Implementing a social networking business plan
More organisations are embracing social networking and collaboration tools for the enterprise, including in support of their talent management initiatives. But at a time when organisations are looking to streamline costs while delivering more value, how can they build a business case, measure the business impact and achieve success with social software?
- Identify and motivate champions: Start with early adopters and target groups where collaboration tools can help them to be more successful in their roles. Regular contribution from a small number of champions can dramatically increase adoption and positively impact the initiative’s success. A person responsible for sales enablement is a natural champion for a sales community, for instance.
- Define the purpose: Have a clearly defined purpose for implementing collaboration technology will make it easier to get senior leadership, IT, managers and employees to support and champion the initiative. The example of mentoring for a group of high potential employees is a good one.
- Take a practical approach: Look to supplement existing processes in ways that make sense for the company, the employees and its culture. A common use case is supplementing a formal blended learning program for new managers or new recruits with an online community.
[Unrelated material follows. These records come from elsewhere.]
//! Zip export
//!
//! The archive is assembled completely in memory before anything touches
//! the output path. Entry contents are the untouched original bytes; entry
//! names come from the current display names.
//!
//! Two records that end up with the same entry name are not deduplicated:
//! the last one in store order wins and the earlier ones are left out.

use std::collections::{HashMap, HashSet};
use std::fs;
use std::io::{self, Cursor, Write};
use std::path::{Path, PathBuf};

use chrono::{Datelike, Local, Timelike};
use clap::ValueEnum;
use serde::{Deserialize, Serialize};
use thiserror::Error;
use zip::result::ZipError;
use zip::write::SimpleFileOptions;
use zip::{CompressionMethod, ZipWriter};

use crate::record::FileRecord;

type Result<T> = std::result::Result<T, ExportError>;

/// Export errors
#[derive(Debug, Error)]
pub enum ExportError {
    /// A record's content could not be read
    #[error("Cannot read content of '{name}': {source}")]
    Unreadable {
        name: String,
        #[source]
        source: io::Error,
    },

    /// The zip writer failed
    #[error("Archive error: {0}")]
    Zip(#[from] ZipError),

    /// Writing the finished archive failed
    #[error("Failed to write '{path}': {source}")]
    Write {
        path: PathBuf,
        #[source]
        source: io::Error,
    },
}

/// How entry names are laid out inside the archive
#[derive(Debug, Clone, Copy, PartialEq, Eq, Default, Serialize, Deserialize, ValueEnum)]
#[serde(rename_all = "lowercase")]
pub enum ArchiveLayout {
    /// Every entry at the archive root under its display name
    #[default]
    Flat,
    /// Keep the directory part of the relative path in front of the display name
    Nested,
}

/// Entry compression
#[derive(Debug, Clone, Copy, PartialEq, Eq, Default, Serialize, Deserialize, ValueEnum)]
#[serde(rename_all = "lowercase")]
pub enum Compression {
    Stored,
    #[default]
    Deflated,
}

impl From<Compression> for CompressionMethod {
    fn from(value: Compression) -> Self {
        match value {
            Compression::Stored => Self::Stored,
            Compression::Deflated => Self::Deflated,
        }
    }
}

#[derive(Debug, Clone, Copy, Default, PartialEq, Eq)]
pub struct ExportOptions {
    pub layout: ArchiveLayout,
    pub compression: Compression,
}

/// Name a record is stored under
#[must_use]
pub fn entry_name(record: &FileRecord, layout: ArchiveLayout) -> String {
    match layout {
        ArchiveLayout::Flat => record.display_name.clone(),
        ArchiveLayout::Nested => format!("{}{}", record.directory(), record.display_name),
    }
}

/// Distinct entry names `records` produce under `layout`
#[must_use]
pub fn entry_count(records: &[FileRecord], layout: ArchiveLayout) -> usize {
    records
        .iter()
        .map(|r| entry_name(r, layout))
        .collect::<HashSet<_>>()
        .len()
}

/// Build a zip archive of `records` in memory
///
/// # Errors
/// Returns `ExportError::Unreadable` if any included record's content cannot
/// be read, or `ExportError::Zip` if the archive cannot be assembled. No
/// bytes are returned in either case.
pub fn export_archive(records: &[FileRecord], options: &ExportOptions) -> Result<Vec<u8>> {
    let names: Vec<String> = records.iter().map(|r| entry_name(r, options.layout)).collect();

    let mut last_index: HashMap<&str, usize> = HashMap::new();
    for (i, name) in names.iter().enumerate() {
        if last_index.insert(name.as_str(), i).is_some() {
            log::warn!("duplicate entry name '{name}', keeping the last one");
        }
    }

    let base = SimpleFileOptions::default()
        .compression_method(options.compression.into())
        .unix_permissions(0o644);

    let mut zip = ZipWriter::new(Cursor::new(Vec::new()));
    for (i, (record, name)) in records.iter().zip(&names).enumerate() {
        if last_index.get(name.as_str()) != Some(&i) {
            continue;
        }
        let bytes = record
            .content
            .read_bytes()
            .map_err(|source| ExportError::Unreadable {
                name: record.relative_path.clone(),
                source,
            })?;

        let mut entry_options = base;
        if let Some(modified) = record.last_modified.and_then(|m| zip_timestamp(&m.with_timezone(&Local))) {
            entry_options = entry_options.last_modified_time(modified);
        }

        zip.start_file(name.as_str(), entry_options)?;
        zip.write_all(&bytes).map_err(ZipError::Io)?;
        log::debug!("added '{name}' ({} bytes)", bytes.len());
    }

    Ok(zip.finish()?.into_inner())
}

/// Write a finished archive to `path`
///
/// The bytes go to a sibling `.part` file first and are moved into place
/// only once fully written.
///
/// # Errors
/// Returns `ExportError::Write` if the file cannot be written or moved.
pub fn write_archive(bytes: &[u8], path: &Path) -> Result<()> {
    let mut partial = path.as_os_str().to_owned();
    partial.push(".part");
    let partial = PathBuf::from(partial);

    let write_err = |source| ExportError::Write {
        path: path.to_path_buf(),
        source,
    };
    fs::write(&partial, bytes).map_err(write_err)?;
    fs::rename(&partial, path).map_err(|source| {
        let _ = fs::remove_file(&partial);
        write_err(source)
    })
}

fn zip_timestamp<T: Datelike + Timelike>(t: &T) -> Option<zip::DateTime> {
    zip::DateTime::from_date_and_time(
        u16::try_from(t.year()).ok()?,
        u8::try_from(t.month()).ok()?,
        u8::try_from(t.day()).ok()?,
        u8::try_from(t.hour()).ok()?,
        u8::try_from(t.minute()).ok()?,
        u8::try_from(t.second()).ok()?,
    )
    .ok()
}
- Establish metrics: Identify what you hope to achieve up front and determine a way to measure this will help to get executive buy-in and drive adoption. Usage and participation metrics are common metrics tracked initially; while impact on employee engagement and performance are more sophisticated - and less direct - metrics.
- Start small: Instead of proposing something large, splashy and expensive, take a slow build approach. Identify quick wins that support the organisation’s goals - and require less of an investment. Expanding an LMS deployment with specific, targeted communities illustrates this approach.
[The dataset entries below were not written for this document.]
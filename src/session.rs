//! Session state
//!
//! A [`Session`] owns the record store, the selection and the live filter
//! query. Front ends hold the only mutable reference and re-render from it
//! after each call; every rule about what a batch operation touches lives
//! here rather than in the presentation layer.
//!
//! ```no_run
//! use renamr::rename::RenameOp;
//! use renamr::session::Session;
//! use renamr::walker::WalkOptions;
//! # fn example() -> Result<(), renamr::RenamrError> {
//! let mut session = Session::new();
//! session.add_paths(&["photos".into()], &WalkOptions::default())?;
//! session.set_filter("jpg");
//! session.apply(&RenameOp::Lowercase)?;
//! # Ok(())
//! # }
//! ```

use std::collections::HashSet;
use std::path::PathBuf;

use crate::archive::{self, ExportOptions};
use crate::record::{FileRecord, RecordId};
use crate::rename::{self, RenameOp, RenamePlan};
use crate::selection::{self, Selection, SelectionState};
use crate::store::RecordStore;
use crate::walker::{self, Entry, WalkOptions};
use crate::RenamrError;

type Result<T> = std::result::Result<T, RenamrError>;

#[derive(Debug, Default)]
pub struct Session {
    store: RecordStore,
    selection: Selection,
    query: String,
}

impl Session {
    #[must_use]
    pub fn new() -> Self {
        Self::default()
    }

    /// Flatten `entries` and append them; new records start out selected
    ///
    /// Returns the number of records added.
    pub fn add_entries(&mut self, entries: &[Entry]) -> usize {
        let added = self.store.append(walker::walk(entries));
        self.selection.extend(added.iter().copied());
        log::info!("added {} record(s), {} total", added.len(), self.store.len());
        added.len()
    }

    /// Scan every path from disk and add what was found
    ///
    /// Nothing is added if any root cannot be reached.
    ///
    /// # Errors
    /// Returns `RenamrError::Walk` for the first unreadable root.
    pub fn add_paths(&mut self, paths: &[PathBuf], options: &WalkOptions) -> Result<usize> {
        let entries = paths
            .iter()
            .map(|p| walker::scan_path(p, options))
            .collect::<std::result::Result<Vec<_>, _>>()?;
        Ok(self.add_entries(&entries))
    }

    #[must_use]
    pub const fn store(&self) -> &RecordStore {
        &self.store
    }

    #[must_use]
    pub fn records(&self) -> &[FileRecord] {
        self.store.records()
    }

    #[must_use]
    pub const fn selection(&self) -> &Selection {
        &self.selection
    }

    #[must_use]
    pub fn query(&self) -> &str {
        &self.query
    }

    pub fn set_filter(&mut self, query: impl Into<String>) {
        self.query = query.into();
    }

    /// Records matching the current filter, in store order
    #[must_use]
    pub fn visible(&self) -> Vec<&FileRecord> {
        selection::filter(self.store.records(), &self.query)
    }

    #[must_use]
    pub fn visible_ids(&self) -> HashSet<RecordId> {
        self.visible().into_iter().map(|r| r.id).collect()
    }

    /// Select exactly the visible records
    pub fn select_all(&mut self) {
        let visible = self.visible_ids();
        self.selection.select_all(visible);
    }

    pub fn deselect_all(&mut self) {
        self.selection.deselect_all();
    }

    /// Flip selection of a record
    ///
    /// # Errors
    /// Returns `RenamrError::UnknownRecord` if `id` is not in the store.
    pub fn toggle(&mut self, id: RecordId) -> Result<bool> {
        if !self.store.contains(id) {
            return Err(RenamrError::UnknownRecord(id.to_string()));
        }
        Ok(self.selection.toggle(id))
    }

    #[must_use]
    pub fn selection_state(&self) -> SelectionState {
        self.selection.state_over(self.visible())
    }

    /// Records an operation would rename right now
    ///
    /// # Errors
    /// Returns `RenamrError::Rename` if the operation is invalid.
    pub fn plan(&self, op: &RenameOp) -> Result<RenamePlan> {
        Ok(rename::plan_rename(
            self.store.records(),
            op,
            self.selection.ids(),
            &self.visible_ids(),
        )?)
    }

    /// Plan and commit an operation in one step
    ///
    /// # Errors
    /// Returns `RenamrError::Rename` if the operation is invalid; the store
    /// is left untouched in that case.
    pub fn apply(&mut self, op: &RenameOp) -> Result<RenamePlan> {
        let plan = self.plan(op)?;
        self.commit(&plan);
        Ok(plan)
    }

    /// Commit a previously computed plan
    pub fn commit(&mut self, plan: &RenamePlan) -> usize {
        let renamed = self.store.commit(plan);
        if !plan.rejected.is_empty() {
            log::info!("kept {} name(s) that would have become empty", plan.rejected.len());
        }
        renamed
    }

    /// Archive every record in store order
    ///
    /// # Errors
    /// Returns `RenamrError::Export` if any content cannot be read or the
    /// archive cannot be built.
    pub fn export(&self, options: &ExportOptions) -> Result<Vec<u8>> {
        Ok(archive::export_archive(self.store.records(), options)?)
    }

    /// Number of entries an export would hold after collisions collapse
    #[must_use]
    pub fn entry_count(&self, options: &ExportOptions) -> usize {
        archive::entry_count(self.store.records(), options.layout)
    }
}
- Address the risk: Corporate social networks tend to police themselves, with users sticking to contextually relevant discussions and calling out inappropriate behaviour. Create a lightweight governance model and prepare for worst case scenarios in advance to avoid surprises down the road.
Integration is essential
There will be a temptation to regard social learning as separate from the mainstream learning programme, but the best results are generated by adopting an integrated approach, both from a planning and a system perspective. It's key to avoid creating yet another silo. Mentoring and coaching must be included as part of the overall talent management strategy to specifically address the employee’s development needs in a way that reinforces the formal learning programme, fills in gaps identified during the performance management process or supplements leadership development as part of a succession planning initiative.
Similarly, if social learning tools that facilitate the provision of online mentoring or coaching are integrated into a holistic talent management suite, it becomes easier to track and record activity which can then be logged automatically against relevant targets in the employee’s (or indeed the mentor’s or coach’s) personal development and performance profile. An integrated approach also helps to assure consistency, quality and accuracy. Most important, when thoughtfully integrated into learning, performance and talent management strategies, the use of social learning tools to drive peer mentoring and coaching can make a significant and positive contribution to personal development and organisational performance.